- Opening Delimiter -
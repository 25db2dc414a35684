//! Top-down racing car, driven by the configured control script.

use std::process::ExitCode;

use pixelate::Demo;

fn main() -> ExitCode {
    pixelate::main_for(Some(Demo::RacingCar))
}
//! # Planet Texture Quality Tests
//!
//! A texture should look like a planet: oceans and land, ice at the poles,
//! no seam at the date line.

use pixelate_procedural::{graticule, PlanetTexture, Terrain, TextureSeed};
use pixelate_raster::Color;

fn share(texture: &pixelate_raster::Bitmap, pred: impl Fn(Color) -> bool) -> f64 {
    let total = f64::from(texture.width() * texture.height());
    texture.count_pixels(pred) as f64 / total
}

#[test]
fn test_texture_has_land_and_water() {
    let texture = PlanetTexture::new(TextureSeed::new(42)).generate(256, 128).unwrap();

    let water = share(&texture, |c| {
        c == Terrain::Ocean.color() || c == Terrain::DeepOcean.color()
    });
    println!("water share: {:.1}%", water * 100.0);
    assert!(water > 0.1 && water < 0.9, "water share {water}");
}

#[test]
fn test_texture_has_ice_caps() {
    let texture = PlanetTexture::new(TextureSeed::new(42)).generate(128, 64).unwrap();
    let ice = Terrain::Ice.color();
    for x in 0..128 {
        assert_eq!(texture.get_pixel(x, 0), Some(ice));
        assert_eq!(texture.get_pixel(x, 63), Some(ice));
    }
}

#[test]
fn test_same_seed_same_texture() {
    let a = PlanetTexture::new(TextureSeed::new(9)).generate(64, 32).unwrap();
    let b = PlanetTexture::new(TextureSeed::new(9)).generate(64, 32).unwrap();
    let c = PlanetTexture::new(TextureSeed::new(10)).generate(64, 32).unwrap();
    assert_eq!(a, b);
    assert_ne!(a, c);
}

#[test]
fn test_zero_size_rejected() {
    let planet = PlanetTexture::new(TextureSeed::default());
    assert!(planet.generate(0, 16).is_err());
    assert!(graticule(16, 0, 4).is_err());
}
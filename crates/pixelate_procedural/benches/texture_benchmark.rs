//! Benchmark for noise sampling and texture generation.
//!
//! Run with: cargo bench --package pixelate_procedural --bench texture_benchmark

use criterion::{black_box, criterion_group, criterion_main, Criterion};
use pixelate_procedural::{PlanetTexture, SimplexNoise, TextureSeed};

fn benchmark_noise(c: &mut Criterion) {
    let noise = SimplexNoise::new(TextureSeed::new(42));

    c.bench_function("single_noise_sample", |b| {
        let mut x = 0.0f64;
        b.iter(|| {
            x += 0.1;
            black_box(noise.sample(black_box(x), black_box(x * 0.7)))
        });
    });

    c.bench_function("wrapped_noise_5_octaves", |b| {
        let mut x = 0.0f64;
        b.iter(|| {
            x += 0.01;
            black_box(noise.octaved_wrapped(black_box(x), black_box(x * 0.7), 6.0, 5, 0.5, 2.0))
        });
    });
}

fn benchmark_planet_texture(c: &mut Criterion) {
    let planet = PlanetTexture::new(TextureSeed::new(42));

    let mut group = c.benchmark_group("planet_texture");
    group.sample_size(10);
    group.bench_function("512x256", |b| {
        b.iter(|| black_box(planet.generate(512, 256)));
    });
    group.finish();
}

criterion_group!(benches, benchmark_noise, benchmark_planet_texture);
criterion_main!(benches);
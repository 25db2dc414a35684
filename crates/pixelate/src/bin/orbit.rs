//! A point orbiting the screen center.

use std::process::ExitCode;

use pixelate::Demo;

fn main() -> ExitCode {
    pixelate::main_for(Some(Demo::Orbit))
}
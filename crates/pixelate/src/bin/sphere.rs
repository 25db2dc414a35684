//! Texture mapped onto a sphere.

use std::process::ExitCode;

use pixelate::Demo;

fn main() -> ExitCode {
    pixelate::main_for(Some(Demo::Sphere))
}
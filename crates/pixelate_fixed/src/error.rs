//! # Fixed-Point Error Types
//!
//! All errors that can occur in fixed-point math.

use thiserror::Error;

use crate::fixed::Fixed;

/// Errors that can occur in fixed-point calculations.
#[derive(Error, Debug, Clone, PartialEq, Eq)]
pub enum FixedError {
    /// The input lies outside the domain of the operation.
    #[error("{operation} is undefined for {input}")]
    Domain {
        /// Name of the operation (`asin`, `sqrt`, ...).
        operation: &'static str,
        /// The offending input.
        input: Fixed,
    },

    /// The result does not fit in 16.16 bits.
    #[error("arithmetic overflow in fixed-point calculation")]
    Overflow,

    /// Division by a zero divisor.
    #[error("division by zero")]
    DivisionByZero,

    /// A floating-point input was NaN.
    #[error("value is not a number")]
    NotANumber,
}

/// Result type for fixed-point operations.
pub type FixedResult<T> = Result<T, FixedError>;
- Closing Delimiter -
_Assignment:_ Type the material above out again, exactly.

_Your response:_
repository 25db2dc414a35684
//! Top-down racing car, driven by the configured control script.

use std::process::ExitCode;

use pixelate::Demo;

fn main() -> ExitCode {
    pixelate::main_for(Some(Demo::RacingCar))
}
//! # Planet Texture Quality Tests
//!
//! A texture should look like a planet: oceans and land, ice at the poles,
//! no seam at the date line.

use pixelate_procedural::{graticule, PlanetTexture, Terrain, TextureSeed};
use pixelate_raster::Color;

fn share(texture: &pixelate_raster::Bitmap, pred: impl Fn(Color) -> bool) -> f64 {
    let total = f64::from(texture.width() * texture.height());
    texture.count_pixels(pred) as f64 / total
}

#[test]
fn test_texture_has_land_and_water() {
    let texture = PlanetTexture::new(TextureSeed::new(42)).generate(256, 128).unwrap();

    let water = share(&texture, |c| {
        c == Terrain::Ocean.color() || c == Terrain::DeepOcean.color()
    });
    println!("water share: {:.1}%", water * 100.0);
    assert!(water > 0.1 && water < 0.9, "water share {water}");
}

#[test]
fn test_texture_has_ice_caps() {
    let texture = PlanetTexture::new(TextureSeed::new(42)).generate(128, 64).unwrap();
    let ice = Terrain::Ice.color();
    for x in 0..128 {
        assert_eq!(texture.get_pixel(x, 0), Some(ice));
        assert_eq!(texture.get_pixel(x, 63), Some(ice));
    }
}

#[test]
fn test_same_seed_same_texture() {
    let a = PlanetTexture::new(TextureSeed::new(9)).generate(64, 32).unwrap();
    let b = PlanetTexture::new(TextureSeed::new(9)).generate(64, 32).unwrap();
    let c = PlanetTexture::new(TextureSeed::new(10)).generate(64, 32).unwrap();
    assert_eq!(a, b);
    assert_ne!(a, c);
}

#[test]
fn test_zero_size_rejected() {
    let planet = PlanetTexture::new(TextureSeed::default());
    assert!(planet.generate(0, 16).is_err());
    assert!(graticule(16, 0, 4).is_err());
}
filename crates/pixelate_procedural/benches/texture_benchmark.rs
//! Benchmark for noise sampling and texture generation.
//!
//! Run with: cargo bench --package pixelate_procedural --bench texture_benchmark

use criterion::{black_box, criterion_group, criterion_main, Criterion};
use pixelate_procedural::{PlanetTexture, SimplexNoise, TextureSeed};

fn benchmark_noise(c: &mut Criterion) {
    let noise = SimplexNoise::new(TextureSeed::new(42));

    c.bench_function("single_noise_sample", |b| {
        let mut x = 0.0f64;
        b.iter(|| {
            x += 0.1;
            black_box(noise.sample(black_box(x), black_box(x * 0.7)))
        });
    });

    c.bench_function("wrapped_noise_5_octaves", |b| {
        let mut x = 0.0f64;
        b.iter(|| {
            x += 0.01;
            black_box(noise.octaved_wrapped(black_box(x), black_box(x * 0.7), 6.0, 5, 0.5, 2.0))
        });
    });
}

fn benchmark_planet_texture(c: &mut Criterion) {
    let planet = PlanetTexture::new(TextureSeed::new(42));

    let mut group = c.benchmark_group("planet_texture");
    group.sample_size(10);
    group.bench_function("512x256", |b| {
        b.iter(|| black_box(planet.generate(512, 256)));
    });
    group.finish();
}

criterion_group!(benches, benchmark_noise, benchmark_planet_texture);
criterion_main!(benches);
repository 25db2dc414a35684
filename crates/pixelate/src/bin/orbit.rs
//! A point orbiting the screen center.

use std::process::ExitCode;

use pixelate::Demo;

fn main() -> ExitCode {
    pixelate::main_for(Some(Demo::Orbit))
}
filename crates/pixelate/src/bin/sphere.rs
repository 25db2dc414a35684
//! Texture mapped onto a sphere.

use std::process::ExitCode;

use pixelate::Demo;

fn main() -> ExitCode {
    pixelate::main_for(Some(Demo::Sphere))
}
filename crates/pixelate_fixed/src/error.rs
//! # Fixed-Point Error Types
//!
//! All errors that can occur in fixed-point math.

use thiserror::Error;

use crate::fixed::Fixed;

/// Errors that can occur in fixed-point calculations.
#[derive(Error, Debug, Clone, PartialEq, Eq)]
pub enum FixedError {
    /// The input lies outside the domain of the operation.
    #[error("{operation} is undefined for {input}")]
    Domain {
        /// Name of the operation (`asin`, `sqrt`, ...).
        operation: &'static str,
        /// The offending input.
        input: Fixed,
    },

    /// The result does not fit in 16.16 bits.
    #[error("arithmetic overflow in fixed-point calculation")]
    Overflow,

    /// Division by a zero divisor.
    #[error("division by zero")]
    DivisionByZero,

    /// A floating-point input was NaN.
    #[error("value is not a number")]
    NotANumber,
}

/// Result type for fixed-point operations.
pub type FixedResult<T> = Result<T, FixedError>;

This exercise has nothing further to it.